Oddly, the business also housed "Lectro-Lift", which I suppose was the world's smallest forklift assembly plant. These two old guys named Dick and Lloyd built these small battery-powered forklifts. You stood on the back of the forklift to operate it. It had a little accelerator pedal you operated with your right foot, and a steering wheel which operated the two little wheels on the back of it. These two guys actually built these things from raw materials, doing all the welding, assembly and painting themselves. They usually had two forklifts under construction at any given time.

Lloyd was an extremely grumpy old fart, but nobody really feared him, because his grumpiness was so extreme it was sort of comical. Dick was a genuinely nice guy, who had worked off and on for the company for many years. He would quit his job at OHE to sell cars, then his conscience would get the best of him, and he'd come back. To this day, he is the only car salesman I ever knew who actually hated, and felt bad about, ripping people off.

My job at OHE was shipping and receiving. In came casters and hand trucks, out went Plastiboxes and so forth. I would box the items up and call the appropriate trucking company for pick-up.

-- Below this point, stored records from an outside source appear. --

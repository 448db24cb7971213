/// Configuration management
///
/// All configuration is loaded from environment variables with development
/// defaults. `main` loads a `.env` file first, so local overrides live there.
use serde::{Deserialize, Serialize};

/// Main application configuration
#[derive(Debug, Clone, Serialize, Deserialize)]
pub struct Config {
    /// Application settings
    pub app: AppConfig,
    /// CORS configuration
    pub cors: CorsConfig,
    /// Database configuration
    pub database: DatabaseConfig,
    /// Uploaded media storage
    pub media: MediaConfig,
    /// Background job intervals
    pub jobs: JobsConfig,
}

/// Application settings
#[derive(Debug, Clone, Serialize, Deserialize)]
pub struct AppConfig {
    /// Application environment (development, staging, production)
    pub env: String,
    /// Server host to bind to
    pub host: String,
    /// Server port to bind to
    pub port: u16,
}

/// CORS configuration
#[derive(Debug, Clone, Serialize, Deserialize)]
pub struct CorsConfig {
    /// Comma-separated list of allowed origins
    pub allowed_origins: String,
}

/// Database configuration
#[derive(Debug, Clone, Serialize, Deserialize)]
pub struct DatabaseConfig {
    /// Database URL
    pub url: String,
    /// Max connections in pool
    pub max_connections: u32,
}

/// Uploaded media storage configuration
#[derive(Debug, Clone, Serialize, Deserialize)]
pub struct MediaConfig {
    /// Directory uploaded images are written beneath
    pub root: String,
    /// Upload size cap in bytes
    pub max_upload_bytes: usize,
}

/// Background job configuration
#[derive(Debug, Clone, Serialize, Deserialize)]
pub struct JobsConfig {
    /// Seconds between scheduled post publisher cycles
    pub publish_interval_secs: u64,
}

impl Config {
    /// Load configuration from environment variables
    pub fn from_env() -> Result<Self, String> {
        let app_env = std::env::var("APP_ENV").unwrap_or_else(|_| "development".to_string());

        Ok(Config {
            app: AppConfig {
                env: app_env.clone(),
                host: std::env::var("SERVER_HOST").unwrap_or_else(|_| "0.0.0.0".to_string()),
                port: std::env::var("SERVER_PORT")
                    .ok()
                    .and_then(|p| p.parse().ok())
                    .unwrap_or(8080),
            },
            cors: {
                let allowed_origins = match std::env::var("CORS_ALLOWED_ORIGINS") {
                    Ok(value) => value,
                    Err(_) if app_env.eq_ignore_ascii_case("production") => {
                        return Err("CORS_ALLOWED_ORIGINS must be set in production".to_string())
                    }
                    Err(_) => "http://localhost:3000".to_string(),
                };

                if app_env.eq_ignore_ascii_case("production") && allowed_origins.trim() == "*" {
                    return Err("CORS_ALLOWED_ORIGINS cannot be '*' in production".to_string());
                }

                CorsConfig { allowed_origins }
            },
            database: DatabaseConfig {
                url: std::env::var("DATABASE_URL")
                    .unwrap_or_else(|_| "postgresql://localhost/social_api".to_string()),
                max_connections: std::env::var("DATABASE_MAX_CONNECTIONS")
                    .ok()
                    .and_then(|c| c.parse().ok())
                    .unwrap_or(10),
            },
            media: MediaConfig {
                root: std::env::var("MEDIA_ROOT").unwrap_or_else(|_| "media".to_string()),
                max_upload_bytes: std::env::var("MEDIA_MAX_UPLOAD_BYTES")
                    .ok()
                    .and_then(|v| v.parse().ok())
                    .unwrap_or(20 * 1024 * 1024),
            },
            jobs: JobsConfig {
                publish_interval_secs: std::env::var("SCHEDULED_POSTS_INTERVAL_SECS")
                    .ok()
                    .and_then(|v| v.parse().ok())
                    .unwrap_or(10),
            },
        })
    }
}
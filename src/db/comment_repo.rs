use crate::models::{CommentWithAuthor, Commentary};
use sqlx::PgPool;
use uuid::Uuid;

pub async fn create_comment(
    pool: &PgPool,
    user_id: Uuid,
    post_id: Uuid,
    body: &str,
) -> Result<Commentary, sqlx::Error> {
    let comment = sqlx::query_as::<_, Commentary>(
        r#"
        INSERT INTO commentaries (id, user_id, post_id, body)
        VALUES ($1, $2, $3, $4)
        RETURNING id, user_id, post_id, body, created_at
        "#,
    )
    .bind(Uuid::new_v4())
    .bind(user_id)
    .bind(post_id)
    .bind(body)
    .fetch_one(pool)
    .await?;

    Ok(comment)
}

/// Look up a comment under a specific post, so a comment id from another
/// post cannot be deleted through the wrong route.
pub async fn find_by_id_and_post(
    pool: &PgPool,
    comment_id: Uuid,
    post_id: Uuid,
) -> Result<Option<Commentary>, sqlx::Error> {
    let comment = sqlx::query_as::<_, Commentary>(
        r#"
        SELECT id, user_id, post_id, body, created_at
        FROM commentaries
        WHERE id = $1 AND post_id = $2
        "#,
    )
    .bind(comment_id)
    .bind(post_id)
    .fetch_optional(pool)
    .await?;

    Ok(comment)
}

pub async fn delete_comment(pool: &PgPool, id: Uuid) -> Result<bool, sqlx::Error> {
    let affected = sqlx::query(
        r#"
        DELETE FROM commentaries
        WHERE id = $1
        "#,
    )
    .bind(id)
    .execute(pool)
    .await?
    .rows_affected();

    Ok(affected > 0)
}

/// Comments under a post with author usernames, newest first.
pub async fn list_for_post(
    pool: &PgPool,
    post_id: Uuid,
) -> Result<Vec<CommentWithAuthor>, sqlx::Error> {
    let comments = sqlx::query_as::<_, CommentWithAuthor>(
        r#"
        SELECT c.id, u.username AS "user", c.body, c.created_at
        FROM commentaries c
        JOIN users u ON u.id = c.user_id
        WHERE c.post_id = $1
        ORDER BY c.created_at DESC
        "#,
    )
    .bind(post_id)
    .fetch_all(pool)
    .await?;

    Ok(comments)
}

/// Comment counts grouped by post for one feed page.
pub async fn count_by_posts(
    pool: &PgPool,
    post_ids: &[Uuid],
) -> Result<Vec<(Uuid, i64)>, sqlx::Error> {
    let counts = sqlx::query_as::<_, (Uuid, i64)>(
        r#"
        SELECT post_id, COUNT(*)
        FROM commentaries
        WHERE post_id = ANY($1)
        GROUP BY post_id
        "#,
    )
    .bind(post_ids)
    .fetch_all(pool)
    .await?;

    Ok(counts)
}
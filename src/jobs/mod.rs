/// Background jobs owned by the binary
pub mod scheduled_posts;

Now, I found the job through an employment agency, but I didn't have to pay the fee. OHE had paid to find someone willing to work there. It didn't take long to figure out how they had become so desperate for someone to work my job: Beyond the fact that the job didn't pay much, the building was dilapidated beyond belief. Junk was piled up everywhere in a haphazard fashion. It was dirty. And there was nothing to do much of the time.

The building had an upstairs. It housed the lunchroom, and most of the rest of the upper level was filled with cardboard boxes filled with the above mentioned Plastiboxes and their steel rails.

When I first started working there, I noticed a lot of old Plastiboxes scattered around on the floor upstairs. I dutifully went about picking them up and storing them in a more proper place. I remember feeling proud of myself for cleaning up this unsightly mess.

Then, it rained. It quickly became very clear why all the Plastiboxes had been laying about all over the upstairs floor: The roof leaked in a hundred places! Water came cascading through large holes in the building's flat roof as I raced around replacing all the Plastiboxes I had picked up days earlier. Water was gushing through the floor and into the lower level, sometimes flooding down onto fluorescent lighting that was everywhere! I quickly learned to leave the Plastiboxes in place. Sometimes I was called upon to empty them, probably in order to prevent mosquitoes from taking over the place.

The condition of the ownership was similar to that of the building. The owner, Old Man Vandercook, was as wasted as the building. He walked with this giant, horrible limp as if he were missing an entire hip joint. And he constantly made this huge and very gross noise with his sinuses, as if trying to hock up the world's biggest loogie. I still remember him climbing the stairs each day, struggling with that huge limp and snorking loudly a dozen times on his way up.